The AP machine was spitting out bulletins and flashes, with accompanying alarm bells, that gave the first news of the tragedy in Dealey Plaza. I ran to see for myself, then back to my desk to call my editor in New York City and ask what we could do. “How fast can you get to Dallas?” was the answer. An hour later, four of us were on a National Airlines plane.

About 6 p.m. I got a call from Patsy Swank, a part-time LIFE correspondent in Dallas who had spent the afternoon at police headquarters. Her news was astounding. She said another reporter had told her that a cop had told him that a local businessman had been at Dealey Plaza with a movie camera and had photographed the assassination.

Anticipating my next question, she said, “My friend couldn’t spell the name, only pronounce it. Za-proo-dur.”

I picked up the phone book and ran my finger down the Z’s–and there it was, just as Patsy had pronounced it: Zapruder, Abraham. I began calling; I kept on calling every 15 minutes. No one answered. Zapruder, the garment-factory co-owner and 8-mm enthusiast who had unexpectedly captured the President’s assassination on camera, was out trying to get his film developed, as I later learned.

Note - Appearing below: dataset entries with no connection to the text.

impl MediaEngine {
    pub fn new(settings: EngineConfig) -> Self {
        let (events, _) = broadcast::channel(settings.event_capacity.max(1));
        let (death, _) = watch::channel(None);
        let (signals, signal_rx) = mpsc::unbounded_channel();
        Self {
            settings,
            manager: WorkerManager::new(),
            core: OnceCell::new(),
            shared: Arc::new(EngineShared {
                alive: AtomicBool::new(true),
                events,
                death,
            }),
            signals,
            signal_rx: Mutex::new(Some(signal_rx)),
        }
    }

    /// Create the worker and router. Concurrent and repeated calls share
    /// the first instance.
    pub async fn initialize(&self) -> Result<Arc<EngineCore>, EngineError> {
        self.ensure_alive()?;
        let core = self
            .core
            .get_or_try_init(|| async {
                let worker =
                    EngineWorker::spawn(&self.manager, &self.settings, self.signals.clone())
                        .await?;
                let router = RelayRouter::create(
                    worker.inner(),
                    &self.settings,
                    self.shared.events.clone(),
                    self.signals.clone(),
                )
                .await?;
                info!("Media engine ready (worker {}, router {})", worker.id, router.id);
                let core = Arc::new(EngineCore { worker, router });
                if let Some(signals) = self.signal_rx.lock().take() {
                    tokio::spawn(run_signals(
                        Arc::downgrade(&core),
                        self.shared.clone(),
                        signals,
                    ));
                }
                Ok::<_, EngineError>(core)
            })
            .await?;
        self.ensure_alive()?;
        Ok(core.clone())
    }

    fn ensure_alive(&self) -> Result<(), EngineError> {
        if self.shared.alive.load(Ordering::SeqCst) {
            Ok(())
        } else {
            Err(EngineError::EngineFatal("worker is dead".to_string()))
        }
    }

    pub fn is_initialized(&self) -> bool {
        self.core.initialized()
    }

    pub fn subscribe(&self) -> broadcast::Receiver<EngineEvent> {
        self.shared.events.subscribe()
    }

    fn router(&self) -> Result<&RelayRouter, EngineError> {
        let core = self.core.get().ok_or(EngineError::EngineUnavailable)?;
        self.ensure_alive()?;
        Ok(&core.router)
    }

    pub fn router_capabilities(&self) -> Result<RtpCapabilitiesFinalized, EngineError> {
        Ok(self.router()?.rtp_capabilities().clone())
    }

    /// Producer parameters for an ingest encoder using the given SSRC
    pub fn ingest_parameters(&self, ssrc: u32) -> Result<IngestParameters, EngineError> {
        ingest_parameters(self.router()?.rtp_capabilities(), ssrc)
    }

    pub async fn create_transport(
        &self,
        direction: TransportDirection,
        session_id: &str,
    ) -> Result<WebRtcTransportInfo, EngineError> {
        let info = self.router()?.create_webrtc_transport(direction).await?;
        info!(
            "Created {:?} transport {} for session {}",
            direction, info.id, session_id
        );
        Ok(info)
    }

    pub async fn create_pipe_transport(
        &self,
        feed_id: &str,
    ) -> Result<PipeTransportInfo, EngineError> {
        let info = self.router()?.create_pipe_transport().await?;
        info!(
            "Created pipe transport {} for feed {} at {}:{}",
            info.id, feed_id, info.ip, info.port
        );
        Ok(info)
    }

    pub async fn connect_transport(
        &self,
        transport_id: &str,
        dtls: &DtlsParameters,
    ) -> Result<(), EngineError> {
        self.router()?.connect_transport(transport_id, dtls).await
    }

    pub async fn create_producer(
        &self,
        transport_id: &str,
        kind: MediaKind,
        rtp_parameters: RtpParameters,
    ) -> Result<ProducerInfo, EngineError> {
        self.router()?.produce(transport_id, kind, rtp_parameters).await
    }

    /// Pure capability predicate; false for unknown producers
    pub fn can_consume(&self, producer_id: &str, remote: &RtpCapabilities) -> bool {
        match self.router() {
            Ok(router) => router.can_consume(producer_id, remote),
            Err(_) => false,
        }
    }

    pub fn authorize_consume(
        &self,
        producer_id: &str,
        remote: &RtpCapabilities,
    ) -> Result<ConsumeGrant, EngineError> {
        self.router()?.authorize_consume(producer_id, remote)
    }

    pub async fn create_consumer(
        &self,
        transport_id: &str,
        grant: ConsumeGrant,
        paused: bool,
    ) -> Result<ConsumerInfo, EngineError> {
        self.router()?.consume(transport_id, grant, paused).await
    }

    pub async fn resume_consumer(&self, consumer_id: &str) -> Result<(), EngineError> {
        self.router()?.resume_consumer(consumer_id).await
    }

    pub fn producer_kind(&self, producer_id: &str) -> Option<MediaKind> {
        self.router().ok()?.producer_kind(producer_id)
    }

    pub fn consumer_paused(&self, consumer_id: &str) -> Option<bool> {
        self.router().ok()?.consumer_paused(consumer_id)
    }

    /// True while the engine holds a live object with this id
    pub fn contains(&self, id: &str) -> bool {
        match self.router() {
            Ok(router) => router.contains(id),
            Err(_) => false,
        }
    }

    pub fn close_transport(&self, transport_id: &str) -> bool {
        match self.router() {
            Ok(router) => router.close_transport(transport_id, CloseReason::Requested),
            Err(_) => false,
        }
    }

    pub fn close_producer(&self, producer_id: &str) -> bool {
        match self.router() {
            Ok(router) => router.close_producer(producer_id),
            Err(_) => false,
        }
    }

    pub fn close_consumer(&self, consumer_id: &str) -> bool {
        match self.router() {
            Ok(router) => router.close_consumer(consumer_id),
            Err(_) => false,
        }
    }

    /// DTLS state handler; a closed state closes the transport
    pub fn on_dtls_state(&self, transport_id: &str, state: DtlsState) -> bool {
        match self.router() {
            Ok(router) => router.on_dtls_state(transport_id, state),
            Err(_) => false,
        }
    }

    /// Worker exit handler. Every later call fails with `EngineFatal`.
    pub fn on_worker_dead(&self, reason: &str) -> bool {
        self.shared.mark_dead(self.core.get().map(|c| c.as_ref()), reason)
    }

    pub fn stats(&self) -> RouterStats {
        self.router().map(|r| r.stats()).unwrap_or_default()
    }

    /// Resolves once the worker has died, with the reason
    pub async fn worker_died(&self) -> String {
        let mut rx = self.shared.death.subscribe();
        let result = match rx.wait_for(|d| d.is_some()).await {
            Ok(reason) => reason.clone().unwrap_or_default(),
            Err(_) => String::from("engine dropped"),
        };
        result
    }
}
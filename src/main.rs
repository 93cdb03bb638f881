//! feedrelay - Main entry point
//!
//! Live video relay gateway: WebSocket signaling in front of a media engine,
//! with supervised capture/encode pipelines per feed.

use clap::Parser;
use feedrelay::args::Args;
use feedrelay::config::Config;
use feedrelay::web::{run_http_server, spawn_event_pumps, SharedState};
use log::{error, info, warn};
use std::env;
use std::sync::Arc;
use tokio::signal;

#[global_allocator]
static GLOBAL: mimalloc::MiMalloc = mimalloc::MiMalloc;

#[tokio::main]
async fn main() -> Result<(), Box<dyn std::error::Error>> {
    // Parse command line arguments
    let args = Args::parse();

    // Load configuration before logging so the file can set the level
    let (mut config, load_error) = match args.load_config() {
        Ok(cfg) => (cfg, None),
        Err(e) => (Config::default(), Some(e.to_string())),
    };
    args.apply_overrides(&mut config);

    env_logger::Builder::new()
        .parse_filters(&env::var("FEEDRELAY_LOG").unwrap_or_else(|_| config.logging.level.clone()))
        .init();

    info!("feedrelay v{}", env!("CARGO_PKG_VERSION"));
    match load_error {
        Some(e) => warn!("Failed to load config {:?}: {}, using defaults", args.config, e),
        None => info!("Loaded configuration from {:?}", args.config),
    }

    // Validate configuration
    if let Err(e) = config.validate() {
        error!("Invalid configuration: {}", e);
        return Err(e);
    }

    let (state, ingest_events) = SharedState::new(config)?;
    let state = Arc::new(state);

    // Pumps subscribe before the engine starts emitting
    let pumps = spawn_event_pumps(state.clone(), ingest_events);

    if let Err(e) = state.engine.initialize().await {
        error!("Failed to initialize media engine: {}", e);
        return Err(e.into());
    }

    let mut http_handle = {
        let state = state.clone();
        tokio::spawn(async move {
            if let Err(e) = run_http_server(state).await {
                error!("HTTP server failed: {}", e);
            }
        })
    };

    // Wait for shutdown signal
    let shutdown = async {
        let _ = signal::ctrl_c().await;
    };

    let mut exit_code = 0;
    tokio::select! {
        _ = shutdown => {
            info!("Initiating graceful shutdown...");
        }
        reason = state.engine.worker_died() => {
            error!("Media engine worker died ({}), exiting", reason);
            exit_code = 1;
        }
        result = &mut http_handle => {
            log_async_task_result("HTTP server", result);
            exit_code = 1;
        }
    }

    info!("Stopping all tasks...");

    if !http_handle.is_finished() {
        http_handle.abort();
        let _ = http_handle.await;
    }

    // Ingest processes are stopped even when the engine is gone
    state.shutdown().await;

    for handle in pumps {
        handle.abort();
    }

    info!("feedrelay stopped");
    if exit_code != 0 {
        std::process::exit(exit_code);
    }
    Ok(())
}

fn log_async_task_result(task: &str, result: Result<(), tokio::task::JoinError>) {
    match result {
        Ok(()) => warn!("{} stopped unexpectedly", task),
        Err(err) => error!("{} join error: {}", task, err),
    }
}
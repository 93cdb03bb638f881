//! Router: transports, producers and consumers sharing one codec set
//!
//! Engine objects are mediasoup handles kept in id-keyed tables. Dropping
//! a handle closes the object in the worker. Closing a transport closes
//! its producers and consumers; closing a producer closes its consumers.
//! Each close is reported once on the engine event channel, consumers
//! before their producer and producers before their transport.

use super::{
    CloseReason, ConsumerId, EngineError, EngineEvent, EngineSignal, ProducerId, TransportDirection,
    TransportId,
};
use crate::config::EngineConfig;
use log::{debug, info};
use mediasoup::data_structures::{
    DtlsParameters, DtlsState, IceCandidate, IceParameters, ListenInfo, Protocol,
};
use mediasoup::prelude::*;
use mediasoup::transport::{ConsumeError, ProduceError};
use mediasoup::rtp_parameters::{
    MediaKind, RtpCapabilities, RtpCapabilitiesFinalized, RtpCodecCapability, RtpParameters,
};
use parking_lot::Mutex;
use serde::Serialize;
use serde_json::{json, Value};
use std::collections::{HashMap, HashSet};
use std::net::IpAddr;
use tokio::sync::{broadcast, mpsc};

/// Parameters a remote peer needs to establish a WebRTC transport
#[derive(Debug, Clone, Serialize)]
#[serde(rename_all = "camelCase")]
pub struct WebRtcTransportInfo {
    pub id: TransportId,
    pub ice_parameters: IceParameters,
    pub ice_candidates: Vec<IceCandidate>,
    pub dtls_parameters: DtlsParameters,
}

/// Local RTP ingress used by an ingest encoder
#[derive(Debug, Clone, Serialize)]
pub struct PipeTransportInfo {
    pub id: TransportId,
    pub ip: String,
    pub port: u16,
}

#[derive(Debug, Clone, Serialize)]
#[serde(rename_all = "camelCase")]
pub struct ProducerInfo {
    pub id: ProducerId,
    pub kind: MediaKind,
    pub rtp_parameters: RtpParameters,
}

#[derive(Debug, Clone, Serialize)]
#[serde(rename_all = "camelCase")]
pub struct ConsumerInfo {
    pub id: ConsumerId,
    pub producer_id: ProducerId,
    pub kind: MediaKind,
    pub rtp_parameters: RtpParameters,
    pub producer_paused: bool,
    pub paused: bool,
}

/// Proof that a capability check passed for a producer.
///
/// Only `RelayRouter::authorize_consume` builds one, and creating a
/// consumer uses it up:
///
/// ```compile_fail
/// fn assert_clone<T: Clone>() {}
/// assert_clone::<feedrelay::engine::ConsumeGrant>();
/// ```
#[derive(Debug)]
pub struct ConsumeGrant {
    producer_id: ProducerId,
    producer: mediasoup::producer::ProducerId,
    rtp_capabilities: RtpCapabilities,
}

impl ConsumeGrant {
    pub fn producer_id(&self) -> &str {
        &self.producer_id
    }
}

/// Producer parameters for a local encoder feeding the ingest transport
#[derive(Debug, Clone)]
pub struct IngestParameters {
    pub rtp_parameters: RtpParameters,
    pub payload_type: u8,
    pub ssrc: u32,
}

#[derive(Debug, Clone)]
enum TransportKind {
    WebRtc {
        transport: WebRtcTransport,
        direction: TransportDirection,
    },
    Pipe(PlainTransport),
}

struct TransportEntry {
    kind: TransportKind,
    connected: bool,
    producers: HashSet<ProducerId>,
    consumers: HashSet<ConsumerId>,
}

struct ProducerEntry {
    producer: Producer,
    transport_id: TransportId,
    consumers: HashSet<ConsumerId>,
}

struct ConsumerEntry {
    consumer: Consumer,
    transport_id: TransportId,
    producer_id: ProducerId,
}

#[derive(Default)]
struct RouterTables {
    transports: HashMap<TransportId, TransportEntry>,
    producers: HashMap<ProducerId, ProducerEntry>,
    consumers: HashMap<ConsumerId, ConsumerEntry>,
}

/// Handles removed from the tables, dropped once the table lock is released
#[derive(Default)]
struct Released {
    transports: Vec<TransportEntry>,
    producers: Vec<ProducerEntry>,
    consumers: Vec<ConsumerEntry>,
}

#[derive(Debug, Clone, Copy, Default, PartialEq, Eq, Serialize)]
pub struct RouterStats {
    pub transports: usize,
    pub producers: usize,
    pub consumers: usize,
}

pub struct RelayRouter {
    pub id: String,
    router: Router,
    settings: EngineConfig,
    tables: Mutex<RouterTables>,
    events: broadcast::Sender<EngineEvent>,
    signals: mpsc::UnboundedSender<EngineSignal>,
}
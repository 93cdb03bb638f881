//! Client sessions
//!
//! One `ClientSession` per signaling connection. It owns the handles of
//! every transport, producer and consumer the client created, and
//! releases all of them when the connection goes away.
//!
//! Engine close notifications reach a session through its mailbox, which
//! never waits on the session lock. The session drains it before handling
//! the next request.

use super::pairing::{ConsumerHandle, ProducerHandle};
use super::transport::TransportHandle;
use super::SignalingError;
use crate::engine::{ConsumerId, MediaEngine, ProducerId, TransportId};
use log::{debug, info};
use parking_lot::{Mutex, RwLock};
use std::collections::HashMap;
use std::sync::Arc;
use std::time::Instant;

pub type SessionId = String;

/// Slot key for consumer transports and consumers opened without a feed id
pub const DEFAULT_FEED_KEY: &str = "";

pub fn feed_key(feed_id: Option<&str>) -> &str {
    feed_id.unwrap_or(DEFAULT_FEED_KEY)
}

/// What the client does on this connection
#[derive(Debug, Clone, Copy, PartialEq, Eq)]
pub enum Role {
    Producer,
    Consumer,
}

/// Engine-side close of a resource a session owns
#[derive(Debug, Clone, PartialEq, Eq)]
pub enum SessionNotice {
    TransportClosed(TransportId),
    ProducerClosed(ProducerId),
    ConsumerClosed(ConsumerId),
}

/// Pending notices for one session
pub type Mailbox = Arc<Mutex<Vec<SessionNotice>>>;

pub type SessionRef = Arc<tokio::sync::Mutex<ClientSession>>;

/// Kind of engine resource in the owner index
#[derive(Debug, Clone, PartialEq, Eq)]
pub enum Resource {
    Transport,
    Producer,
    Consumer { producer_id: ProducerId },
}

/// Who owns an engine resource
#[derive(Debug, Clone, PartialEq, Eq)]
pub struct ResourceOwner {
    pub session_id: SessionId,
    pub resource: Resource,
    pub feed_id: Option<String>,
}

impl ResourceOwner {
    pub fn new(session_id: &str, resource: Resource, feed_id: Option<&str>) -> Self {
        Self {
            session_id: session_id.to_string(),
            resource,
            feed_id: feed_id.map(str::to_string),
        }
    }
}

/// Counts of resources released by a teardown
#[derive(Debug, Clone, Copy, Default, PartialEq, Eq)]
pub struct TeardownReport {
    pub transports: usize,
    pub producers: usize,
    pub consumers: usize,
}

pub struct ClientSession {
    pub id: SessionId,
    pub role: Option<Role>,
    pub producer_transport: Option<TransportHandle>,
    /// Keyed by feed id, `DEFAULT_FEED_KEY` when none was given
    pub consumer_transports: HashMap<String, TransportHandle>,
    pub producer: Option<ProducerHandle>,
    /// Keyed like `consumer_transports`
    pub consumers: HashMap<String, ConsumerHandle>,
    pub created_at: Instant,
    mailbox: Mailbox,
    closed: bool,
}

impl ClientSession {
    pub fn new(id: SessionId) -> Self {
        Self {
            id,
            role: None,
            producer_transport: None,
            consumer_transports: HashMap::new(),
            producer: None,
            consumers: HashMap::new(),
            created_at: Instant::now(),
            mailbox: Mailbox::default(),
            closed: false,
        }
    }

    pub fn mailbox(&self) -> Mailbox {
        self.mailbox.clone()
    }

    /// Apply pending engine notices. Returns how many were drained.
    pub fn apply_notices(&mut self) -> usize {
        let notices = std::mem::take(&mut *self.mailbox.lock());
        for notice in &notices {
            match notice {
                SessionNotice::TransportClosed(id) => {
                    self.on_transport_closed(id);
                }
                SessionNotice::ProducerClosed(id) => {
                    self.on_producer_closed(id);
                }
                SessionNotice::ConsumerClosed(id) => {
                    self.on_consumer_closed(id);
                }
            }
        }
        notices.len()
    }

    pub fn is_closed(&self) -> bool {
        self.closed
    }

    pub fn ensure_open(&self) -> Result<(), SignalingError> {
        if self.closed {
            return Err(SignalingError::Conflict(format!(
                "Session {} is closed",
                self.id
            )));
        }
        Ok(())
    }

    /// The first transport a client creates decides its role
    pub fn set_role(&mut self, role: Role) {
        if self.role.is_none() {
            debug!("Session {} role: {:?}", self.id, role);
            self.role = Some(role);
        }
    }

    pub fn consumer_transport_for(&self, feed_id: Option<&str>) -> Option<&TransportHandle> {
        self.consumer_transports
            .get(feed_key(feed_id))
            .or_else(|| self.consumer_transports.get(DEFAULT_FEED_KEY))
    }

    /// Look up a consumer transport by id, else by feed id, else the default slot
    pub fn consumer_transport_mut(
        &mut self,
        transport_id: Option<&str>,
        feed_id: Option<&str>,
    ) -> Option<&mut TransportHandle> {
        if let Some(id) = transport_id {
            return self.consumer_transports.values_mut().find(|t| t.id == id);
        }
        let key = if self.consumer_transports.contains_key(feed_key(feed_id)) {
            feed_key(feed_id)
        } else {
            DEFAULT_FEED_KEY
        };
        self.consumer_transports.get_mut(key)
    }

    pub fn transport_mut(&mut self, transport_id: &str) -> Option<&mut TransportHandle> {
        if let Some(t) = self.producer_transport.as_mut().filter(|t| t.id == transport_id) {
            return Some(t);
        }
        self.consumer_transports
            .values_mut()
            .find(|t| t.id == transport_id)
    }

    pub fn owns_transport(&self, transport_id: &str) -> bool {
        self.producer_transport
            .as_ref()
            .is_some_and(|t| t.id == transport_id)
            || self.consumer_transports.values().any(|t| t.id == transport_id)
    }

    /// Mark the producer and consumers riding on a transport as closed
    pub fn close_bound_to(&mut self, transport_id: &str) {
        if let Some(p) = self.producer.as_mut().filter(|p| p.transport_id == transport_id) {
            p.closed = true;
        }
        for c in self.consumers.values_mut() {
            if c.transport_id == transport_id {
                c.closed = true;
            }
        }
    }

    /// Engine closed a consumer. Returns the handle when it was still open.
    pub fn on_consumer_closed(&mut self, consumer_id: &str) -> Option<ConsumerHandle> {
        let handle = self
            .consumers
            .values_mut()
            .find(|c| c.id == consumer_id && !c.closed)?;
        handle.closed = true;
        Some(handle.clone())
    }

    pub fn on_producer_closed(&mut self, producer_id: &str) -> bool {
        match self.producer.as_mut() {
            Some(p) if p.id == producer_id && !p.closed => {
                p.closed = true;
                true
            }
            _ => false,
        }
    }

    pub fn on_transport_closed(&mut self, transport_id: &str) -> bool {
        let first = match self.transport_mut(transport_id) {
            Some(t) => t.mark_closed(),
            None => false,
        };
        if first {
            self.close_bound_to(transport_id);
        }
        first
    }

    /// Release consumers, then the producer, then transports.
    /// Only resources still open are counted.
    pub fn close_all(&mut self, engine: &MediaEngine) -> TeardownReport {
        let mut report = TeardownReport::default();
        if self.closed {
            return report;
        }
        self.apply_notices();
        self.closed = true;

        for c in self.consumers.values_mut().filter(|c| !c.closed) {
            c.closed = true;
            engine.close_consumer(&c.id);
            report.consumers += 1;
        }
        if let Some(p) = self.producer.as_mut().filter(|p| !p.closed) {
            p.closed = true;
            engine.close_producer(&p.id);
            report.producers += 1;
        }
        let transports = self
            .producer_transport
            .iter_mut()
            .chain(self.consumer_transports.values_mut());
        for t in transports {
            if t.mark_closed() {
                engine.close_transport(&t.id);
                report.transports += 1;
            }
        }
        report
    }
}

struct SessionEntry {
    session: SessionRef,
    mailbox: Mailbox,
}

/// All live sessions plus an index from engine resource id to owner
#[derive(Default)]
pub struct SessionRegistry {
    sessions: RwLock<HashMap<SessionId, SessionEntry>>,
    owners: Mutex<HashMap<String, ResourceOwner>>,
}

impl SessionRegistry {
    pub fn new() -> Self {
        Self::default()
    }

    pub fn create(&self) -> (SessionId, SessionRef) {
        let mut sessions = self.sessions.write();
        Self::insert(&mut sessions)
    }

    /// Create a session unless `max_sessions` are already open (0 = unlimited).
    /// The count check and the insert happen under one write lock.
    pub fn try_create(&self, max_sessions: usize) -> Option<(SessionId, SessionRef)> {
        let mut sessions = self.sessions.write();
        if max_sessions > 0 && sessions.len() >= max_sessions {
            return None;
        }
        Some(Self::insert(&mut sessions))
    }

    fn insert(sessions: &mut HashMap<SessionId, SessionEntry>) -> (SessionId, SessionRef) {
        let id = uuid::Uuid::new_v4().to_string();
        let session = ClientSession::new(id.clone());
        let mailbox = session.mailbox();
        let session = Arc::new(tokio::sync::Mutex::new(session));
        sessions.insert(
            id.clone(),
            SessionEntry {
                session: session.clone(),
                mailbox,
            },
        );
        info!("Session {} opened", id);
        (id, session)
    }

    pub fn get(&self, id: &str) -> Option<SessionRef> {
        self.sessions.read().get(id).map(|e| e.session.clone())
    }

    pub fn count(&self) -> usize {
        self.sessions.read().len()
    }

    pub fn ids(&self) -> Vec<SessionId> {
        self.sessions.read().keys().cloned().collect()
    }

    /// Queue a notice for a session without touching its lock.
    /// False when the session is gone.
    pub fn notify(&self, session_id: &str, notice: SessionNotice) -> bool {
        match self.sessions.read().get(session_id) {
            Some(entry) => {
                entry.mailbox.lock().push(notice);
                true
            }
            None => false,
        }
    }

    pub fn index(&self, resource_id: &str, owner: ResourceOwner) {
        self.owners.lock().insert(resource_id.to_string(), owner);
    }

    /// Remove an index entry. Only the first caller gets the owner back.
    pub fn unindex(&self, resource_id: &str) -> Option<ResourceOwner> {
        self.owners.lock().remove(resource_id)
    }

    pub fn owner_of(&self, resource_id: &str) -> Option<ResourceOwner> {
        self.owners.lock().get(resource_id).cloned()
    }

    /// Snapshot of the owner index
    pub fn owned_resources(&self) -> Vec<(String, ResourceOwner)> {
        self.owners
            .lock()
            .iter()
            .map(|(id, owner)| (id.clone(), owner.clone()))
            .collect()
    }

    /// Remove the session and release its resources.
    /// Returns `None` if it was already torn down.
    pub async fn teardown(&self, engine: &MediaEngine, id: &str) -> Option<TeardownReport> {
        let entry = self.sessions.write().remove(id)?;
        let mut session = entry.session.lock().await;
        let report = session.close_all(engine);
        self.owners.lock().retain(|_, owner| owner.session_id != id);
        info!(
            "Session {} closed ({} transports, {} producers, {} consumers released, alive {:?})",
            id,
            report.transports,
            report.producers,
            report.consumers,
            session.created_at.elapsed()
        );
        Some(report)
    }
}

Finally, at 11 p.m., a weary voice answered. I asked if this was Mr. Zapruder, and then identified myself and LIFE. I asked if it was true that he had photographed the assassination that morning. “Yes.” Did he photograph the whole sequence? “Yes.” Had he actually seen the film himself? “Yes.” Could I please come to his home now and see the film? “No.”

He politely explained that he was exhausted and overcome by what he had witnessed. The decision I made next turned out to be quite possibly the most important of my career. In the news business, sometimes you push people hard, unsympathetically, without obvious remorse (even while you may be squirming inside). Sometimes, you don’t. This, I felt intuitively, was one of those times you don’t push. I reminded myself: This man had watched a murder. I said I understood. Clearly relieved, Zapruder asked me to come to his office at 9 the next morning.

Saturday Morning

Back in at least a semi-push-hard mood, and being reasonably sure that Zapruder would have talked to other reporters after me on the previous night, I got there at 8. Zapruder looked a little surprised to see me but said he was about to show the film to two Secret Service agents and agreed to let me join. The projector was set up in a small, windowless room, with a white wall serving as the screen.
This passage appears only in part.